Records provided Block Start
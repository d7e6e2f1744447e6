//! Publication and display rules.
//!
//! Every rule takes the evaluation instant as an argument instead of reading
//! the clock, so the same stored data can answer "what was visible at T" for
//! any T and the tests can pin the instant exactly.

use chrono::{DateTime, Duration, Utc};

use super::domain::{PublicationStatus, Question, QuestionId};
use super::repository::QuestionRecord;

/// Failure raised when a question cannot be resolved for display. Questions
/// scheduled in the future report this exact error, indistinguishable from
/// an id that was never stored.
#[derive(Debug, Clone, Copy, PartialEq, Eq, thiserror::Error)]
#[error("question not found")]
pub struct QuestionNotFound;

/// A question is published once `pub_date` has been reached, inclusive.
pub fn is_published(question: &Question, now: DateTime<Utc>) -> bool {
    question.pub_date <= now
}

/// True only inside the recency window `(now - 1 day, now]`: a question
/// published at exactly `now` is recent, one published exactly one day ago
/// is not, and a future `pub_date` is never recent.
pub fn was_published_recently(question: &Question, now: DateTime<Utc>) -> bool {
    let window_start = now - Duration::days(1);
    question.pub_date > window_start && question.pub_date <= now
}

/// Display eligibility for listings and results: published, and votable in
/// the sense of owning at least one choice.
pub fn is_displayable(record: &QuestionRecord, now: DateTime<Utc>) -> bool {
    is_published(&record.question, now) && !record.choices.is_empty()
}

/// Filter down to the displayable records and order them most recently
/// published first. Records sharing a `pub_date` fall back to id descending
/// so the ordering stays total.
pub fn select_displayable(
    records: &[QuestionRecord],
    now: DateTime<Utc>,
) -> Vec<&QuestionRecord> {
    let mut selected: Vec<&QuestionRecord> = records
        .iter()
        .filter(|record| is_displayable(record, now))
        .collect();
    selected.sort_by(|a, b| {
        b.question
            .pub_date
            .cmp(&a.question.pub_date)
            .then(b.question.id.cmp(&a.question.id))
    });
    selected
}

/// Resolve a question for its detail surface. Only the publication gate
/// applies here; a published question without choices still resolves, it
/// just never appears in listings or results.
pub fn get_or_not_found(
    records: &[QuestionRecord],
    id: QuestionId,
    now: DateTime<Utc>,
) -> Result<&QuestionRecord, QuestionNotFound> {
    records
        .iter()
        .find(|record| record.question.id == id)
        .filter(|record| is_published(&record.question, now))
        .ok_or(QuestionNotFound)
}

/// Classify a question for presentation. Agrees with the predicates above
/// for every input.
pub fn publication_status(question: &Question, now: DateTime<Utc>) -> PublicationStatus {
    if !is_published(question, now) {
        PublicationStatus::Scheduled
    } else if was_published_recently(question, now) {
        PublicationStatus::Recent
    } else {
        PublicationStatus::Published
    }
}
Records provided Block End
Problem statement
Output every line above so that it reads exactly as before.

Exercise answer
repository d7e6e2f1744447e6
//! Publication and display rules.
//!
//! Every rule takes the evaluation instant as an argument instead of reading
//! the clock, so the same stored data can answer "what was visible at T" for
//! any T and the tests can pin the instant exactly.

use chrono::{DateTime, Duration, Utc};

use super::domain::{PublicationStatus, Question, QuestionId};
use super::repository::QuestionRecord;

/// Failure raised when a question cannot be resolved for display. Questions
/// scheduled in the future report this exact error, indistinguishable from
/// an id that was never stored.
#[derive(Debug, Clone, Copy, PartialEq, Eq, thiserror::Error)]
#[error("question not found")]
pub struct QuestionNotFound;

/// A question is published once `pub_date` has been reached, inclusive.
pub fn is_published(question: &Question, now: DateTime<Utc>) -> bool {
    question.pub_date <= now
}

/// True only inside the recency window `(now - 1 day, now]`: a question
/// published at exactly `now` is recent, one published exactly one day ago
/// is not, and a future `pub_date` is never recent.
pub fn was_published_recently(question: &Question, now: DateTime<Utc>) -> bool {
    let window_start = now - Duration::days(1);
    question.pub_date > window_start && question.pub_date <= now
}

/// Display eligibility for listings and results: published, and votable in
/// the sense of owning at least one choice.
pub fn is_displayable(record: &QuestionRecord, now: DateTime<Utc>) -> bool {
    is_published(&record.question, now) && !record.choices.is_empty()
}

/// Filter down to the displayable records and order them most recently
/// published first. Records sharing a `pub_date` fall back to id descending
/// so the ordering stays total.
pub fn select_displayable(
    records: &[QuestionRecord],
    now: DateTime<Utc>,
) -> Vec<&QuestionRecord> {
    let mut selected: Vec<&QuestionRecord> = records
        .iter()
        .filter(|record| is_displayable(record, now))
        .collect();
    selected.sort_by(|a, b| {
        b.question
            .pub_date
            .cmp(&a.question.pub_date)
            .then(b.question.id.cmp(&a.question.id))
    });
    selected
}

/// Resolve a question for its detail surface. Only the publication gate
/// applies here; a published question without choices still resolves, it
/// just never appears in listings or results.
pub fn get_or_not_found(
    records: &[QuestionRecord],
    id: QuestionId,
    now: DateTime<Utc>,
) -> Result<&QuestionRecord, QuestionNotFound> {
    records
        .iter()
        .find(|record| record.question.id == id)
        .filter(|record| is_published(&record.question, now))
        .ok_or(QuestionNotFound)
}

/// Classify a question for presentation. Agrees with the predicates above
/// for every input.
pub fn publication_status(question: &Question, now: DateTime<Utc>) -> PublicationStatus {
    if !is_published(question, now) {
        PublicationStatus::Scheduled
    } else if was_published_recently(question, now) {
        PublicationStatus::Recent
    } else {
        PublicationStatus::Published
    }
}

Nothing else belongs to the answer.